**** Dataset entries
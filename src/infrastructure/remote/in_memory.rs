use crate::application::ports::{BatchFetcher, ChangeListSource};
use crate::domain::constants::SYNC_BATCH_SIZE;
use crate::domain::entities::{ChangeList, ChangeListEntry, NewsResource, Topic};
use crate::domain::value_objects::{ChangeListVersion, SyncCollection};
use crate::shared::error::AppError;
use async_trait::async_trait;
use serde::Deserialize;
use std::collections::HashMap;
use std::sync::atomic::{AtomicBool, AtomicU64, AtomicUsize, Ordering};
use tokio::sync::RwLock;

#[derive(Debug, Default)]
struct RemoteState {
    version: i64,
    topics: HashMap<String, Topic>,
    news_resources: HashMap<String, NewsResource>,
    topic_log: Vec<ChangeListEntry>,
    news_log: Vec<ChangeListEntry>,
}

impl RemoteState {
    fn next_version(&mut self) -> i64 {
        self.version += 1;
        self.version
    }

    fn log(&self, collection: SyncCollection) -> &[ChangeListEntry] {
        match collection {
            SyncCollection::Topics => &self.topic_log,
            SyncCollection::NewsResources => &self.news_log,
        }
    }
}

/// Fixture format accepted by [`InMemoryRemoteSource::from_fixture_json`].
#[derive(Debug, Default, Deserialize)]
#[serde(rename_all = "camelCase")]
pub struct RemoteFixture {
    #[serde(default)]
    pub topics: Vec<Topic>,
    #[serde(default)]
    pub news_resources: Vec<NewsResource>,
}

/// A versioned, in-process stand-in for the remote API. Every publish or
/// delete appends to the collection's change log under a new global version.
#[derive(Debug)]
pub struct InMemoryRemoteSource {
    state: RwLock<RemoteState>,
    max_batch_size: usize,
    offline: AtomicBool,
    fail_batch_at: AtomicUsize,
    batch_requests: AtomicUsize,
    change_list_requests: AtomicU64,
    requested_batches: RwLock<Vec<Vec<String>>>,
}

impl Default for InMemoryRemoteSource {
    fn default() -> Self {
        Self {
            state: RwLock::new(RemoteState::default()),
            max_batch_size: SYNC_BATCH_SIZE,
            offline: AtomicBool::new(false),
            fail_batch_at: AtomicUsize::new(0),
            batch_requests: AtomicUsize::new(0),
            change_list_requests: AtomicU64::new(0),
            requested_batches: RwLock::new(Vec::new()),
        }
    }
}

impl InMemoryRemoteSource {
    pub fn new() -> Self {
        Self::default()
    }

    /// Largest id list a single batch request may carry.
    pub fn with_max_batch_size(mut self, max_batch_size: usize) -> Self {
        self.max_batch_size = max_batch_size;
        self
    }

    pub async fn from_fixture(fixture: RemoteFixture) -> Self {
        let remote = Self::new();
        remote.publish_topics(fixture.topics).await;
        remote.publish_news_resources(fixture.news_resources).await;
        remote
    }

    pub async fn from_fixture_json(json: &str) -> Result<Self, AppError> {
        let fixture: RemoteFixture = serde_json::from_str(json)?;
        Ok(Self::from_fixture(fixture).await)
    }

    pub async fn publish_topics(&self, topics: Vec<Topic>) {
        let mut state = self.state.write().await;
        for topic in topics {
            let version = state.next_version();
            state
                .topic_log
                .push(ChangeListEntry::changed(topic.id.clone(), version));
            state.topics.insert(topic.id.clone(), topic);
        }
    }

    pub async fn publish_news_resources(&self, resources: Vec<NewsResource>) {
        let mut state = self.state.write().await;
        for resource in resources {
            let version = state.next_version();
            state
                .news_log
                .push(ChangeListEntry::changed(resource.id.clone(), version));
            state.news_resources.insert(resource.id.clone(), resource);
        }
    }

    pub async fn delete(&self, collection: SyncCollection, id: &str) {
        let mut state = self.state.write().await;
        let version = state.next_version();
        let entry = ChangeListEntry::deleted(id, version);
        match collection {
            SyncCollection::Topics => {
                state.topics.remove(id);
                state.topic_log.push(entry);
            }
            SyncCollection::NewsResources => {
                state.news_resources.remove(id);
                state.news_log.push(entry);
            }
        }
    }

    /// Appends a raw entry without touching the payload maps.
    pub async fn push_entry(&self, collection: SyncCollection, id: &str, deleted: bool) {
        let mut state = self.state.write().await;
        let version = state.next_version();
        let entry = ChangeListEntry {
            id: id.to_string(),
            deleted,
            version: ChangeListVersion::new(version),
        };
        match collection {
            SyncCollection::Topics => state.topic_log.push(entry),
            SyncCollection::NewsResources => state.news_log.push(entry),
        }
    }

    pub async fn current_version(&self) -> ChangeListVersion {
        ChangeListVersion::new(self.state.read().await.version)
    }

    pub fn set_offline(&self, offline: bool) {
        self.offline.store(offline, Ordering::SeqCst);
    }

    /// Makes the `nth` batch request from now on (1-based) fail as unavailable.
    /// `0` disables the failure.
    pub fn fail_batch_request(&self, nth: usize) {
        let target = if nth == 0 {
            0
        } else {
            self.batch_requests.load(Ordering::SeqCst) + nth
        };
        self.fail_batch_at.store(target, Ordering::SeqCst);
    }

    pub fn batch_request_count(&self) -> usize {
        self.batch_requests.load(Ordering::SeqCst)
    }

    pub fn change_list_request_count(&self) -> u64 {
        self.change_list_requests.load(Ordering::SeqCst)
    }

    pub async fn requested_batches(&self) -> Vec<Vec<String>> {
        self.requested_batches.read().await.clone()
    }

    fn ensure_online(&self) -> Result<(), AppError> {
        if self.offline.load(Ordering::SeqCst) {
            return Err(AppError::RemoteUnavailable(
                "remote source is offline".to_string(),
            ));
        }
        Ok(())
    }

    async fn begin_batch(&self, ids: &[String]) -> Result<(), AppError> {
        self.ensure_online()?;
        if ids.len() > self.max_batch_size {
            return Err(AppError::RemoteProtocol(format!(
                "batch of {} ids exceeds the limit of {}",
                ids.len(),
                self.max_batch_size
            )));
        }
        let request = self.batch_requests.fetch_add(1, Ordering::SeqCst) + 1;
        if request == self.fail_batch_at.load(Ordering::SeqCst) {
            return Err(AppError::RemoteUnavailable(format!(
                "batch request {request} dropped"
            )));
        }
        self.requested_batches.write().await.push(ids.to_vec());
        Ok(())
    }
}

#[async_trait]
impl ChangeListSource for InMemoryRemoteSource {
    async fn change_list(
        &self,
        collection: SyncCollection,
        since: ChangeListVersion,
    ) -> Result<ChangeList, AppError> {
        self.ensure_online()?;
        self.change_list_requests.fetch_add(1, Ordering::SeqCst);

        let state = self.state.read().await;
        let entries: Vec<ChangeListEntry> = state
            .log(collection)
            .iter()
            .filter(|entry| entry.version > since)
            .cloned()
            .collect();
        let latest_version = entries
            .iter()
            .map(|entry| entry.version)
            .max()
            .unwrap_or(since);

        Ok(ChangeList::new(entries, latest_version))
    }
}

#[async_trait]
impl BatchFetcher for InMemoryRemoteSource {
    async fn fetch_topics(&self, ids: &[String]) -> Result<Vec<Topic>, AppError> {
        self.begin_batch(ids).await?;
        let state = self.state.read().await;
        Ok(ids
            .iter()
            .filter_map(|id| state.topics.get(id).cloned())
            .collect())
    }

    async fn fetch_news_resources(&self, ids: &[String]) -> Result<Vec<NewsResource>, AppError> {
        self.begin_batch(ids).await?;
        let state = self.state.read().await;
        Ok(ids
            .iter()
            .filter_map(|id| state.news_resources.get(id).cloned())
            .collect())
    }
}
********
The data above should be reproduced in full, word for word.

filename src/infrastructure/remote/in_memory.rs
use crate::application::ports::{BatchFetcher, ChangeListSource};
use crate::domain::constants::SYNC_BATCH_SIZE;
use crate::domain::entities::{ChangeList, ChangeListEntry, NewsResource, Topic};
use crate::domain::value_objects::{ChangeListVersion, SyncCollection};
use crate::shared::error::AppError;
use async_trait::async_trait;
use serde::Deserialize;
use std::collections::HashMap;
use std::sync::atomic::{AtomicBool, AtomicU64, AtomicUsize, Ordering};
use tokio::sync::RwLock;

#[derive(Debug, Default)]
struct RemoteState {
    version: i64,
    topics: HashMap<String, Topic>,
    news_resources: HashMap<String, NewsResource>,
    topic_log: Vec<ChangeListEntry>,
    news_log: Vec<ChangeListEntry>,
}

impl RemoteState {
    fn next_version(&mut self) -> i64 {
        self.version += 1;
        self.version
    }

    fn log(&self, collection: SyncCollection) -> &[ChangeListEntry] {
        match collection {
            SyncCollection::Topics => &self.topic_log,
            SyncCollection::NewsResources => &self.news_log,
        }
    }
}

/// Fixture format accepted by [`InMemoryRemoteSource::from_fixture_json`].
#[derive(Debug, Default, Deserialize)]
#[serde(rename_all = "camelCase")]
pub struct RemoteFixture {
    #[serde(default)]
    pub topics: Vec<Topic>,
    #[serde(default)]
    pub news_resources: Vec<NewsResource>,
}

/// A versioned, in-process stand-in for the remote API. Every publish or
/// delete appends to the collection's change log under a new global version.
#[derive(Debug)]
pub struct InMemoryRemoteSource {
    state: RwLock<RemoteState>,
    max_batch_size: usize,
    offline: AtomicBool,
    fail_batch_at: AtomicUsize,
    batch_requests: AtomicUsize,
    change_list_requests: AtomicU64,
    requested_batches: RwLock<Vec<Vec<String>>>,
}

impl Default for InMemoryRemoteSource {
    fn default() -> Self {
        Self {
            state: RwLock::new(RemoteState::default()),
            max_batch_size: SYNC_BATCH_SIZE,
            offline: AtomicBool::new(false),
            fail_batch_at: AtomicUsize::new(0),
            batch_requests: AtomicUsize::new(0),
            change_list_requests: AtomicU64::new(0),
            requested_batches: RwLock::new(Vec::new()),
        }
    }
}

impl InMemoryRemoteSource {
    pub fn new() -> Self {
        Self::default()
    }

    /// Largest id list a single batch request may carry.
    pub fn with_max_batch_size(mut self, max_batch_size: usize) -> Self {
        self.max_batch_size = max_batch_size;
        self
    }

    pub async fn from_fixture(fixture: RemoteFixture) -> Self {
        let remote = Self::new();
        remote.publish_topics(fixture.topics).await;
        remote.publish_news_resources(fixture.news_resources).await;
        remote
    }

    pub async fn from_fixture_json(json: &str) -> Result<Self, AppError> {
        let fixture: RemoteFixture = serde_json::from_str(json)?;
        Ok(Self::from_fixture(fixture).await)
    }

    pub async fn publish_topics(&self, topics: Vec<Topic>) {
        let mut state = self.state.write().await;
        for topic in topics {
            let version = state.next_version();
            state
                .topic_log
                .push(ChangeListEntry::changed(topic.id.clone(), version));
            state.topics.insert(topic.id.clone(), topic);
        }
    }

    pub async fn publish_news_resources(&self, resources: Vec<NewsResource>) {
        let mut state = self.state.write().await;
        for resource in resources {
            let version = state.next_version();
            state
                .news_log
                .push(ChangeListEntry::changed(resource.id.clone(), version));
            state.news_resources.insert(resource.id.clone(), resource);
        }
    }

    pub async fn delete(&self, collection: SyncCollection, id: &str) {
        let mut state = self.state.write().await;
        let version = state.next_version();
        let entry = ChangeListEntry::deleted(id, version);
        match collection {
            SyncCollection::Topics => {
                state.topics.remove(id);
                state.topic_log.push(entry);
            }
            SyncCollection::NewsResources => {
                state.news_resources.remove(id);
                state.news_log.push(entry);
            }
        }
    }

    /// Appends a raw entry without touching the payload maps.
    pub async fn push_entry(&self, collection: SyncCollection, id: &str, deleted: bool) {
        let mut state = self.state.write().await;
        let version = state.next_version();
        let entry = ChangeListEntry {
            id: id.to_string(),
            deleted,
            version: ChangeListVersion::new(version),
        };
        match collection {
            SyncCollection::Topics => state.topic_log.push(entry),
            SyncCollection::NewsResources => state.news_log.push(entry),
        }
    }

    pub async fn current_version(&self) -> ChangeListVersion {
        ChangeListVersion::new(self.state.read().await.version)
    }

    pub fn set_offline(&self, offline: bool) {
        self.offline.store(offline, Ordering::SeqCst);
    }

    /// Makes the `nth` batch request from now on (1-based) fail as unavailable.
    /// `0` disables the failure.
    pub fn fail_batch_request(&self, nth: usize) {
        let target = if nth == 0 {
            0
        } else {
            self.batch_requests.load(Ordering::SeqCst) + nth
        };
        self.fail_batch_at.store(target, Ordering::SeqCst);
    }

    pub fn batch_request_count(&self) -> usize {
        self.batch_requests.load(Ordering::SeqCst)
    }

    pub fn change_list_request_count(&self) -> u64 {
        self.change_list_requests.load(Ordering::SeqCst)
    }

    pub async fn requested_batches(&self) -> Vec<Vec<String>> {
        self.requested_batches.read().await.clone()
    }

    fn ensure_online(&self) -> Result<(), AppError> {
        if self.offline.load(Ordering::SeqCst) {
            return Err(AppError::RemoteUnavailable(
                "remote source is offline".to_string(),
            ));
        }
        Ok(())
    }

    async fn begin_batch(&self, ids: &[String]) -> Result<(), AppError> {
        self.ensure_online()?;
        if ids.len() > self.max_batch_size {
            return Err(AppError::RemoteProtocol(format!(
                "batch of {} ids exceeds the limit of {}",
                ids.len(),
                self.max_batch_size
            )));
        }
        let request = self.batch_requests.fetch_add(1, Ordering::SeqCst) + 1;
        if request == self.fail_batch_at.load(Ordering::SeqCst) {
            return Err(AppError::RemoteUnavailable(format!(
                "batch request {request} dropped"
            )));
        }
        self.requested_batches.write().await.push(ids.to_vec());
        Ok(())
    }
}

#[async_trait]
impl ChangeListSource for InMemoryRemoteSource {
    async fn change_list(
        &self,
        collection: SyncCollection,
        since: ChangeListVersion,
    ) -> Result<ChangeList, AppError> {
        self.ensure_online()?;
        self.change_list_requests.fetch_add(1, Ordering::SeqCst);

        let state = self.state.read().await;
        let entries: Vec<ChangeListEntry> = state
            .log(collection)
            .iter()
            .filter(|entry| entry.version > since)
            .cloned()
            .collect();
        let latest_version = entries
            .iter()
            .map(|entry| entry.version)
            .max()
            .unwrap_or(since);

        Ok(ChangeList::new(entries, latest_version))
    }
}

#[async_trait]
impl BatchFetcher for InMemoryRemoteSource {
    async fn fetch_topics(&self, ids: &[String]) -> Result<Vec<Topic>, AppError> {
        self.begin_batch(ids).await?;
        let state = self.state.read().await;
        Ok(ids
            .iter()
            .filter_map(|id| state.topics.get(id).cloned())
            .collect())
    }

    async fn fetch_news_resources(&self, ids: &[String]) -> Result<Vec<NewsResource>, AppError> {
        self.begin_batch(ids).await?;
        let state = self.state.read().await;
        Ok(ids
            .iter()
            .filter_map(|id| state.news_resources.get(id).cloned())
            .collect())
    }
}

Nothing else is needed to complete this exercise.